Spot

Imaginé et conçu par le CNES, le programme SPOT a vu 5 satellites se succéder entre 1986 et 2015 offrant une vision de plus en plus précise de la Terre. Il a ouvert une pléiade d'applications : cartographie, suivi de la végétation, occupation des sols, impacts des catastrophes naturelles...

Décidé en 1977 par la France, SPOT est le premier programme européen dédié à l'observation de la Terre, d'où son nom : « Satellites Pour l’Observation de la Terre ». Entre 1986 et 2002, 5 satellites SPOT sont lancés depuis Kourou.

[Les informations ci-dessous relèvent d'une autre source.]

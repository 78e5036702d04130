// main.rs
// Replays an archived webhook log through the normalizer and projector and writes a CSV of trades
mod config;
mod csv_writer;

use chrono::{DateTime, Utc};
use clap::Parser;
use config::{setup_logging, Args, ReplayConfig};
use csv_writer::CsvWriter;
use serde_json::Value;
use signal_tracker::ingest::IngestService;
use signal_tracker::projector::TradeStatus;
use signal_tracker::read_model::{ReadModelService, TradeSummary};
use signal_tracker::store::{EventStore, MemoryEventStore};
use std::collections::BTreeSet;
use std::fs::File;
use std::io::{BufRead, BufReader};
use std::sync::Arc;
use std::time::Duration;
use tracing::{debug, info, warn};

#[derive(Debug, Default)]
struct ReplayCounts {
    lines: usize,
    unreadable: usize,
    accepted: usize,
    duplicates: usize,
    rejected: usize,
}

/// Splits an archived line into its payload and receive time. Archived lines are
/// either the raw body or `{"received_at": ..., "payload": {...}}`.
fn unwrap_archived(line: Value) -> (Value, DateTime<Utc>) {
    if let Value::Object(obj) = &line {
        if let Some(payload) = obj.get("payload") {
            let received_at = obj
                .get("received_at")
                .and_then(Value::as_str)
                .and_then(|s| DateTime::parse_from_rfc3339(s).ok())
                .map(|t| t.with_timezone(&Utc))
                .unwrap_or_else(Utc::now);
            return (payload.clone(), received_at);
        }
    }
    (line, Utc::now())
}

#[tokio::main]
async fn main() -> Result<(), Box<dyn std::error::Error>> {
    dotenv::dotenv().ok();

    let args = Args::parse();
    setup_logging(args.debug);
    let config = ReplayConfig::from_args(args)?;

    let store = Arc::new(MemoryEventStore::new());
    let read_model = Arc::new(ReadModelService::new(
        store.clone(),
        chrono::Duration::minutes(30),
        None,
    ));
    let ingest = IngestService::new(
        store.clone(),
        Arc::clone(&read_model),
        Duration::from_secs(5),
        config.signal_tz,
    );

    info!("Replaying {}", config.input_file);
    let reader = BufReader::new(File::open(&config.input_file)?);
    let mut counts = ReplayCounts::default();

    for (line_no, line) in reader.lines().enumerate() {
        let line = line?;
        if line.trim().is_empty() {
            continue;
        }
        counts.lines += 1;
        let parsed: Value = match serde_json::from_str(&line) {
            Ok(v) => v,
            Err(e) => {
                warn!("Line {}: not JSON ({})", line_no + 1, e);
                counts.unreadable += 1;
                continue;
            }
        };
        let (payload, received_at) = unwrap_archived(parsed);
        match ingest.ingest(&payload, received_at).await {
            Ok(report) => {
                counts.accepted += report.accepted;
                counts.duplicates += report.duplicates;
                counts.rejected += report.errors.len();
                for rejection in &report.errors {
                    debug!("Line {} item {}: {}", line_no + 1, rejection.index, rejection.error);
                }
            }
            Err(e) => {
                warn!("Line {}: {}", line_no + 1, e);
                counts.rejected += 1;
            }
        }
    }

    let mut trade_ids: BTreeSet<String> = store.active_trade_ids(DateTime::<Utc>::default()).await?;
    trade_ids.extend(store.terminal_trade_ids().await?);
    let orphaned = store.orphaned_trade_ids().await?;

    let mut summaries: Vec<TradeSummary> = Vec::with_capacity(trade_ids.len());
    for trade_id in &trade_ids {
        if let Some(detail) = read_model.trade_detail(trade_id).await? {
            summaries.push(detail.summary);
        }
    }

    CsvWriter::new(&config.output_file).write_summaries(&summaries)?;

    let active = summaries
        .iter()
        .filter(|s| s.status == TradeStatus::Active)
        .count();
    let completed = summaries
        .iter()
        .filter(|s| s.status == TradeStatus::Completed)
        .count();
    let anomalies: usize = summaries.iter().map(|s| s.anomaly_count).sum();

    info!("Replay summary:");
    info!(
        "   Lines: {} ({} unreadable)",
        counts.lines, counts.unreadable
    );
    info!(
        "   Events: {} stored ({} accepted, {} duplicate), {} rejected",
        store.event_count(),
        counts.accepted,
        counts.duplicates,
        counts.rejected
    );
    info!(
        "   Trades: {} active, {} completed, {} orphaned",
        active,
        completed,
        orphaned.len()
    );
    info!("   Projection anomalies: {}", anomalies);

    Ok(())
}
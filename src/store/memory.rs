// src/store/memory.rs
// In-process event store used when no DATABASE_URL is configured, by the replay tool and in tests

use super::{EventStore, TerminalFlags};
use crate::errors::StoreError;
use crate::types::{EventKey, EventType, TradeEvent};
use async_trait::async_trait;
use chrono::{DateTime, Utc};
use parking_lot::RwLock;
use std::collections::{BTreeSet, HashMap};
use tracing::{debug, warn};

#[derive(Debug)]
struct StoredEvent {
    seq: u64,
    event: TradeEvent,
}

#[derive(Debug, Default)]
struct MemoryInner {
    next_seq: u64,
    trades: HashMap<String, Vec<StoredEvent>>,
    // key -> payload fingerprint
    keys: HashMap<EventKey, String>,
}

#[derive(Debug, Default)]
pub struct MemoryEventStore {
    inner: RwLock<MemoryInner>,
}

impl MemoryEventStore {
    pub fn new() -> Self {
        Self::default()
    }

    pub fn event_count(&self) -> usize {
        self.inner.read().keys.len()
    }

    fn flags_by_trade(&self) -> HashMap<String, TerminalFlags> {
        let inner = self.inner.read();
        inner
            .trades
            .iter()
            .map(|(trade_id, events)| {
                let flags = TerminalFlags::from_events(events.iter().map(|s| &s.event));
                (trade_id.clone(), flags)
            })
            .collect()
    }
}

#[async_trait]
impl EventStore for MemoryEventStore {
    fn kind(&self) -> &'static str {
        "memory"
    }

    async fn append(&self, event: &TradeEvent) -> Result<bool, StoreError> {
        let key = event.key();
        let mut inner = self.inner.write();

        if let Some(existing) = inner.keys.get(&key) {
            if *existing != event.payload_sha256 {
                warn!(
                    "Redelivered {} for {} at {} carries a different payload, keeping the first",
                    event.event_type, event.trade_id, event.event_timestamp
                );
            } else {
                debug!(
                    "Duplicate {} for {} ignored",
                    event.event_type, event.trade_id
                );
            }
            return Ok(false);
        }

        let seq = inner.next_seq;
        inner.next_seq += 1;
        inner.keys.insert(key, event.payload_sha256.clone());
        inner
            .trades
            .entry(event.trade_id.clone())
            .or_default()
            .push(StoredEvent {
                seq,
                event: event.clone(),
            });
        Ok(true)
    }

    async fn events_for(&self, trade_id: &str) -> Result<Vec<TradeEvent>, StoreError> {
        let inner = self.inner.read();
        let mut stored: Vec<&StoredEvent> = match inner.trades.get(trade_id) {
            Some(events) => events.iter().collect(),
            None => return Ok(Vec::new()),
        };
        stored.sort_by_key(|s| (s.event.event_timestamp, s.seq));
        Ok(stored.into_iter().map(|s| s.event.clone()).collect())
    }

    async fn has_entry(&self, trade_id: &str) -> Result<bool, StoreError> {
        let inner = self.inner.read();
        Ok(inner.trades.get(trade_id).is_some_and(|events| {
            events
                .iter()
                .any(|s| s.event.event_type == EventType::Entry)
        }))
    }

    async fn active_trade_ids(
        &self,
        since: DateTime<Utc>,
    ) -> Result<BTreeSet<String>, StoreError> {
        Ok(self
            .flags_by_trade()
            .into_iter()
            .filter(|(_, flags)| {
                !flags.fully_terminal() && flags.entry_at.is_some_and(|t| t >= since)
            })
            .map(|(trade_id, _)| trade_id)
            .collect())
    }

    async fn terminal_trade_ids(&self) -> Result<BTreeSet<String>, StoreError> {
        Ok(self
            .flags_by_trade()
            .into_iter()
            .filter(|(_, flags)| flags.has_entry() && flags.any_terminal())
            .map(|(trade_id, _)| trade_id)
            .collect())
    }

    async fn orphaned_trade_ids(&self) -> Result<BTreeSet<String>, StoreError> {
        Ok(self
            .flags_by_trade()
            .into_iter()
            .filter(|(_, flags)| !flags.has_entry())
            .map(|(trade_id, _)| trade_id)
            .collect())
    }

    async fn delete_trades(&self, trade_ids: &[String]) -> Result<u64, StoreError> {
        let mut inner = self.inner.write();
        let mut removed = 0u64;
        for trade_id in trade_ids {
            if let Some(events) = inner.trades.remove(trade_id) {
                removed += events.len() as u64;
                for stored in events {
                    inner.keys.remove(&stored.event.key());
                }
            }
        }
        Ok(removed)
    }
}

Ils fournissent des images d'une qualité remarquable avec un excellent compromis entre la taille de la région photographiée (un carré de 60 km ou de 120 km de côté) et la résolution au sol (10 m de SPOT-1 à SPOT-4 puis 2,5 m pour SPOT-5).

Cette voie avait été ouverte en 1972 par les américains avec le lancement de Landsat-1. Mais nouveauté par rapport à Landsat : le CNES dote les satellites SPOT de miroirs orientables leur permettant de regarder à droite et à gauche de leur trace au sol, soit une bande au sol de 950 km de large, et de faire des observations sous des angles différents pour la réalisation de cartes en relief, notamment les modèles numériques de terrain.

En 1998, SPOT-4 embarque pour la première fois l'instrument Végétation qui offre une couverture journalière globale de la Terre avec une résolution de 1 km et permet de suivre le développement du couvert végétal. En 2002, le CNES équipe SPOT-5 d'un instrument permettant l'acquisition d’images stéréo en quasi-simultané.

Si le CNES clôture ce programme avec la désorbitation de SPOT-5 en 2015, Airbus Defence & Space poursuit aujourd'hui l'aventure avec SPOT-6 et SPOT-7 –  lancés respectivement en 2012 et 2014 – mettant à profit les applications opérationnelles ouvertes par leurs prédécesseurs. Au CNES, le programme SPOT laisse une descendance remarquable avec les satellites Pléiades doté d'une résolution au sol de 70 cm et les satellites de surveillances militaires Hélios.